*Requirement*: Every entry below is to be retyped exactly as it appears.

[Collected data entries]
-- Opening Marker --
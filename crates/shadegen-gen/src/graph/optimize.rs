//! Graph optimization: bypassing pass-through nodes and dropping nodes
//! nothing reads.

use std::collections::BTreeSet;

use super::{Classification, NodeId, ShaderGraph, Sink};
use crate::error::Result;
use crate::nodes::ShaderNodeImpl;

impl ShaderGraph {
    /// Bypass constant and dot nodes, fold conditionals whose selectors are
    /// literals, then remove every node no output socket depends on.
    /// Returns the number of nodes changed.
    pub fn optimize(&mut self) -> Result<usize> {
        let mut bypassed = 0;
        for id in self.order().to_vec() {
            let Some(input) = self.bypass_input(id)? else {
                continue;
            };
            if !self.can_bypass(id, input)? {
                log::trace!("keeping '{}': swizzles on both sides", self.node(id)?.name);
                continue;
            }
            self.bypass(id, input, 0)?;
            bypassed += 1;
        }

        let mut reachable = BTreeSet::new();
        for index in 0..self.output_sockets().len() {
            reachable.extend(self.upstream_nodes(Sink::Socket(index))?);
        }
        let unused: Vec<NodeId> = self
            .node_ids()
            .into_iter()
            .filter(|id| !reachable.contains(id))
            .collect();
        for id in &unused {
            self.remove_node(*id)?;
        }

        if bypassed + unused.len() > 0 {
            log::debug!(
                "optimized '{}': {bypassed} nodes bypassed, {} removed",
                self.name,
                unused.len()
            );
        }
        Ok(bypassed + unused.len())
    }

    /// The input a node can be replaced by, if any.
    fn bypass_input(&self, id: NodeId) -> Result<Option<usize>> {
        let node = self.node(id)?;
        if node.has_classification(Classification::DO_NOT_OPTIMIZE) || node.outputs.len() != 1 {
            return Ok(None);
        }
        if node.has_classification(Classification::CONSTANT) {
            return Ok(node.input_index("value"));
        }
        if node.has_classification(Classification::DOT) {
            return Ok(node.input_index("in"));
        }
        if let ShaderNodeImpl::Conditional(conditional) = node.implementation.as_ref() {
            return Ok(conditional.select_literal(node));
        }
        Ok(None)
    }

    /// Swizzles do not compose through a bypass: a swizzled input feeding a
    /// swizzling consumer, or a literal moving onto a swizzling consumer,
    /// keeps the node.
    fn can_bypass(&self, id: NodeId, input: usize) -> Result<bool> {
        let node = self.node(id)?;
        let port = &node.inputs[input];
        if port.channels.is_none() && port.is_connected() {
            return Ok(true);
        }
        for sink in &node.outputs[0].connections {
            if self.sink_port(*sink)?.channels.is_some() {
                return Ok(false);
            }
        }
        Ok(true)
    }
}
-- Closing Marker --
*Written solution*:
filename crates/shadegen-gen/src/graph/optimize.rs
//! Graph optimization: bypassing pass-through nodes and dropping nodes
//! nothing reads.

use std::collections::BTreeSet;

use super::{Classification, NodeId, ShaderGraph, Sink};
use crate::error::Result;
use crate::nodes::ShaderNodeImpl;

impl ShaderGraph {
    /// Bypass constant and dot nodes, fold conditionals whose selectors are
    /// literals, then remove every node no output socket depends on.
    /// Returns the number of nodes changed.
    pub fn optimize(&mut self) -> Result<usize> {
        let mut bypassed = 0;
        for id in self.order().to_vec() {
            let Some(input) = self.bypass_input(id)? else {
                continue;
            };
            if !self.can_bypass(id, input)? {
                log::trace!("keeping '{}': swizzles on both sides", self.node(id)?.name);
                continue;
            }
            self.bypass(id, input, 0)?;
            bypassed += 1;
        }

        let mut reachable = BTreeSet::new();
        for index in 0..self.output_sockets().len() {
            reachable.extend(self.upstream_nodes(Sink::Socket(index))?);
        }
        let unused: Vec<NodeId> = self
            .node_ids()
            .into_iter()
            .filter(|id| !reachable.contains(id))
            .collect();
        for id in &unused {
            self.remove_node(*id)?;
        }

        if bypassed + unused.len() > 0 {
            log::debug!(
                "optimized '{}': {bypassed} nodes bypassed, {} removed",
                self.name,
                unused.len()
            );
        }
        Ok(bypassed + unused.len())
    }

    /// The input a node can be replaced by, if any.
    fn bypass_input(&self, id: NodeId) -> Result<Option<usize>> {
        let node = self.node(id)?;
        if node.has_classification(Classification::DO_NOT_OPTIMIZE) || node.outputs.len() != 1 {
            return Ok(None);
        }
        if node.has_classification(Classification::CONSTANT) {
            return Ok(node.input_index("value"));
        }
        if node.has_classification(Classification::DOT) {
            return Ok(node.input_index("in"));
        }
        if let ShaderNodeImpl::Conditional(conditional) = node.implementation.as_ref() {
            return Ok(conditional.select_literal(node));
        }
        Ok(None)
    }

    /// Swizzles do not compose through a bypass: a swizzled input feeding a
    /// swizzling consumer, or a literal moving onto a swizzling consumer,
    /// keeps the node.
    fn can_bypass(&self, id: NodeId, input: usize) -> Result<bool> {
        let node = self.node(id)?;
        let port = &node.inputs[input];
        if port.channels.is_none() && port.is_connected() {
            return Ok(true);
        }
        for sink in &node.outputs[0].connections {
            if self.sink_port(*sink)?.channels.is_some() {
                return Ok(false);
            }
        }
        Ok(true)
    }
}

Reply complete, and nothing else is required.